Brief
Check each line of the listing, and copy it if it contains the word "struct".

Material supplied
========================
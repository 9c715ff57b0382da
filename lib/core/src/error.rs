use thiserror::Error;

pub type Result<T> = std::result::Result<T, Error>;

#[derive(Error, Debug)]
pub enum Error {
    /// User-correctable input problem (missing or non-positive measurement,
    /// malformed filter label). Surfaced to the caller.
    #[error("Invalid input: {0}")]
    Validation(String),

    /// Internal scoring failure. Engines convert this to a deterministic
    /// fallback at their boundary; it never reaches the caller.
    #[error("Scoring failed: {0}")]
    Scoring(String),
}
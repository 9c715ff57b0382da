//! Hybrid scoring engine
//!
//! Combines the call-scoped TF-IDF space with the optional embedding
//! capability. Failures surface as [`Error::Scoring`] so callers can apply
//! their deterministic fallbacks at the boundary instead of hiding control
//! flow in here.

use std::sync::Arc;

use tracing::debug;

use modista_core::Result;

use crate::embed::{cosine_similarity, EmbeddingProvider, NullEmbedder};
use crate::tfidf::TfidfVectorizer;

/// Weight of the semantic signal in the hybrid score.
const SEMANTIC_WEIGHT: f32 = 0.7;
/// Weight of the lexical signal in the hybrid score.
const LEXICAL_WEIGHT: f32 = 0.3;

/// Per-candidate scoring breakdown.
#[derive(Debug, Clone, Copy, PartialEq)]
pub struct CandidateScores {
    /// The final score: hybrid when a semantic score was computed and is
    /// positive, otherwise the lexical score alone.
    pub relevance: f32,
    pub semantic: f32,
    pub tfidf: f32,
}

/// Similarity engine scoring one query text against a batch of documents.
///
/// Stateless across calls: every invocation fits a fresh vector space over
/// its own batch, so concurrent use needs no locking.
pub struct SimilarityEngine {
    vectorizer: TfidfVectorizer,
    provider: Arc<dyn EmbeddingProvider>,
}

impl SimilarityEngine {
    /// Engine with the semantic capability absent (pure lexical scoring).
    #[must_use]
    pub fn new() -> Self {
        Self::with_provider(Arc::new(NullEmbedder))
    }

    #[must_use]
    pub fn with_provider(provider: Arc<dyn EmbeddingProvider>) -> Self {
        Self {
            vectorizer: TfidfVectorizer::new(),
            provider,
        }
    }

    /// Score every document against the query.
    ///
    /// The lexical space is fit jointly over `[query, documents..]`. When the
    /// provider embeds both the query and a document, that document's final
    /// score blends `0.7 * semantic + 0.3 * lexical`; the blend is
    /// all-or-nothing per document, gated on the semantic score being
    /// computed and positive.
    pub fn score(&self, query: &str, documents: &[String]) -> Result<Vec<CandidateScores>> {
        let tfidf = self.lexical(query, documents)?;
        let semantic = self.semantic(query, documents);

        let scores = tfidf
            .into_iter()
            .enumerate()
            .map(|(i, lexical)| {
                let semantic = semantic.as_ref().map_or(0.0, |s| s[i]);
                let relevance = if semantic > 0.0 {
                    SEMANTIC_WEIGHT * semantic + LEXICAL_WEIGHT * lexical
                } else {
                    lexical
                };
                CandidateScores {
                    relevance,
                    semantic,
                    tfidf: lexical,
                }
            })
            .collect();

        Ok(scores)
    }

    /// Lexical-only cosine scores for every document, from a fresh fit over
    /// `[query, documents..]`.
    pub fn lexical(&self, query: &str, documents: &[String]) -> Result<Vec<f32>> {
        let mut texts = Vec::with_capacity(documents.len() + 1);
        texts.push(query.to_string());
        texts.extend_from_slice(documents);

        let vectors = self.vectorizer.fit_transform(&texts)?;
        let (query_vector, doc_vectors) = vectors.split_first().expect("batch is non-empty");

        Ok(doc_vectors.iter().map(|d| query_vector.cosine(d)).collect())
    }

    /// Semantic cosine scores for every document, or `None` when the
    /// provider cannot embed the query. Documents the provider cannot embed
    /// score `None` individually.
    pub fn semantic_each(&self, query: &str, documents: &[String]) -> Option<Vec<Option<f32>>> {
        let query_embedding = self.provider.embed(query)?;
        Some(
            documents
                .iter()
                .map(|doc| {
                    self.provider
                        .embed(doc)
                        .map(|e| cosine_similarity(&query_embedding, &e))
                })
                .collect(),
        )
    }

    /// Semantic scores with absent embeddings collapsed to 0, or `None` when
    /// the capability is unavailable for the query.
    fn semantic(&self, query: &str, documents: &[String]) -> Option<Vec<f32>> {
        let scores = self.semantic_each(query, documents)?;
        debug!(documents = documents.len(), "semantic scoring active");
        Some(scores.into_iter().map(|s| s.unwrap_or(0.0)).collect())
    }
}

impl Default for SimilarityEngine {
    fn default() -> Self {
        Self::new()
    }
}

#[cfg(test)]
mod tests {
    use super::*;
    use crate::embed::HashEmbedder;

    fn docs() -> Vec<String> {
        vec![
            "casual denim jacket streetwear".to_string(),
            "casual cotton tee shirt".to_string(),
            "formal silk tie office".to_string(),
        ]
    }

    #[test]
    fn test_lexical_orders_by_overlap() {
        let engine = SimilarityEngine::new();
        let scores = engine.score("casual denim streetwear", &docs()).unwrap();
        assert!(scores[0].relevance > scores[1].relevance);
        assert!(scores[1].relevance > scores[2].relevance);
        // With the null provider, semantic is 0 and relevance is pure lexical
        for s in &scores {
            assert_eq!(s.semantic, 0.0);
            assert_eq!(s.relevance, s.tfidf);
        }
    }

    #[test]
    fn test_hybrid_blends_when_semantic_positive() {
        let engine = SimilarityEngine::with_provider(Arc::new(HashEmbedder::new()));
        let scores = engine.score("casual denim jacket", &docs()).unwrap();
        for s in &scores {
            if s.semantic > 0.0 {
                let expected = 0.7 * s.semantic + 0.3 * s.tfidf;
                assert!((s.relevance - expected).abs() < 1e-6);
            } else {
                assert_eq!(s.relevance, s.tfidf);
            }
        }
    }

    #[test]
    fn test_empty_query_scores_zero() {
        let engine = SimilarityEngine::new();
        let scores = engine.score("", &docs()).unwrap();
        assert!(scores.iter().all(|s| s.relevance == 0.0));
    }

    #[test]
    fn test_all_empty_batch_errors() {
        let engine = SimilarityEngine::new();
        assert!(engine.score("", &[String::new()]).is_err());
    }

    #[test]
    fn test_lexical_bounded() {
        let engine = SimilarityEngine::new();
        let scores = engine.lexical("casual denim", &docs()).unwrap();
        assert!(scores.iter().all(|s| (0.0..=1.0).contains(s)));
    }
}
========================
Solution for this problem
pub struct CandidateScores {
pub struct SimilarityEngine {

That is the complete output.